RECORDS FOR THE TASK:
//! Ichimoku baseline (Kijun-sen): midpoint of the `period` high/low range.
//!
//! Zero before index period-1.

use super::window_extremes;

pub fn ichimoku_baseline(highs: &[f64], lows: &[f64], period: usize) -> Vec<f64> {
    let n = highs.len().min(lows.len());
    let mut result = vec![0.0; highs.len()];

    if period == 0 || n < period {
        return result;
    }

    for i in (period - 1)..n {
        let start = i + 1 - period;
        if let Some((high, low)) = window_extremes(&highs[start..=i], &lows[start..=i]) {
            result[i] = (high + low) / 2.0;
        }
    }

    result
}
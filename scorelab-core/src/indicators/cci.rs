//! Commodity Channel Index (CCI).
//!
//! TP = (high + low + close) / 3.
//! CCI = (TP - mean(TP)) / (0.015 * mean_abs_dev(TP)) over `period`.
//! 0 when the deviation is 0 and before index period - 1.

const LAMBERT: f64 = 0.015;

pub fn cci(highs: &[f64], lows: &[f64], closes: &[f64], period: usize) -> Vec<f64> {
    let n = closes.len().min(highs.len()).min(lows.len());
    let mut result = vec![0.0; closes.len()];

    if period == 0 || n < period {
        return result;
    }

    let typical: Vec<f64> = (0..n)
        .map(|i| (highs[i] + lows[i] + closes[i]) / 3.0)
        .collect();

    for i in (period - 1)..n {
        let window = &typical[i + 1 - period..=i];
        let mean = window.iter().sum::<f64>() / period as f64;
        let mean_dev = window.iter().map(|tp| (tp - mean).abs()).sum::<f64>() / period as f64;
        if mean_dev != 0.0 {
            result[i] = (typical[i] - mean) / (LAMBERT * mean_dev);
        }
    }

    result
}
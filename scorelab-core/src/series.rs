//! Read-only series capabilities consumed by the evaluators.
//!
//! Evaluators never own the backing storage: they see K/D/J triples and
//! prices through these accessors, so a `Vec<KdjValue>`, three separate
//! line slices, or a growing streaming buffer all work unchanged.

use crate::indicators::kdj::KdjValue;

/// Indexed access to K, D and J lines of equal length.
pub trait KdjSeries {
    fn len(&self) -> usize;
    fn k(&self, i: usize) -> f64;
    fn d(&self, i: usize) -> f64;
    fn j(&self, i: usize) -> f64;

    fn is_empty(&self) -> bool {
        self.len() == 0
    }
}

/// Indexed access to a price series.
pub trait PriceSeries {
    fn len(&self) -> usize;
    fn at(&self, i: usize) -> f64;

    fn is_empty(&self) -> bool {
        self.len() == 0
    }
}

impl KdjSeries for [KdjValue] {
    fn len(&self) -> usize {
        <[KdjValue]>::len(self)
    }

    fn k(&self, i: usize) -> f64 {
        self[i].k
    }

    fn d(&self, i: usize) -> f64 {
        self[i].d
    }

    fn j(&self, i: usize) -> f64 {
        self[i].j
    }
}

impl KdjSeries for Vec<KdjValue> {
    fn len(&self) -> usize {
        self.as_slice().len()
    }

    fn k(&self, i: usize) -> f64 {
        self[i].k
    }

    fn d(&self, i: usize) -> f64 {
        self[i].d
    }

    fn j(&self, i: usize) -> f64 {
        self[i].j
    }
}

/// K, D and J held as three separate line slices.
#[derive(Debug, Clone, Copy)]
pub struct KdjLines<'a> {
    pub k: &'a [f64],
    pub d: &'a [f64],
    pub j: &'a [f64],
}

impl<'a> KdjLines<'a> {
    /// The lines must share one length.
    pub fn new(k: &'a [f64], d: &'a [f64], j: &'a [f64]) -> Self {
        assert!(
            k.len() == d.len() && d.len() == j.len(),
            "K/D/J lines must have equal length"
        );
        Self { k, d, j }
    }
}

impl KdjSeries for KdjLines<'_> {
    fn len(&self) -> usize {
        self.k.len()
    }

    fn k(&self, i: usize) -> f64 {
        self.k[i]
    }

    fn d(&self, i: usize) -> f64 {
        self.d[i]
    }

    fn j(&self, i: usize) -> f64 {
        self.j[i]
    }
}

impl PriceSeries for [f64] {
    fn len(&self) -> usize {
        <[f64]>::len(self)
    }

    fn at(&self, i: usize) -> f64 {
        self[i]
    }
}

impl PriceSeries for Vec<f64> {
    fn len(&self) -> usize {
        self.as_slice().len()
    }

    fn at(&self, i: usize) -> f64 {
        self[i]
    }
}

impl<const N: usize> PriceSeries for [f64; N] {
    fn len(&self) -> usize {
        N
    }

    fn at(&self, i: usize) -> f64 {
        self[i]
    }
}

EXERCISE DETAILS: Exactly and in full, write out the lines from the one containing "impl PriceSeries for [f64]" through the end of the listing.

EXERCISE SOLUTION:
impl PriceSeries for [f64] {
    fn len(&self) -> usize {
        <[f64]>::len(self)
    }

    fn at(&self, i: usize) -> f64 {
        self[i]
    }
}

impl PriceSeries for Vec<f64> {
    fn len(&self) -> usize {
        self.as_slice().len()
    }

    fn at(&self, i: usize) -> f64 {
        self[i]
    }
}

impl<const N: usize> PriceSeries for [f64; N] {
    fn len(&self) -> usize {
        N
    }

    fn at(&self, i: usize) -> f64 {
        self[i]
    }
}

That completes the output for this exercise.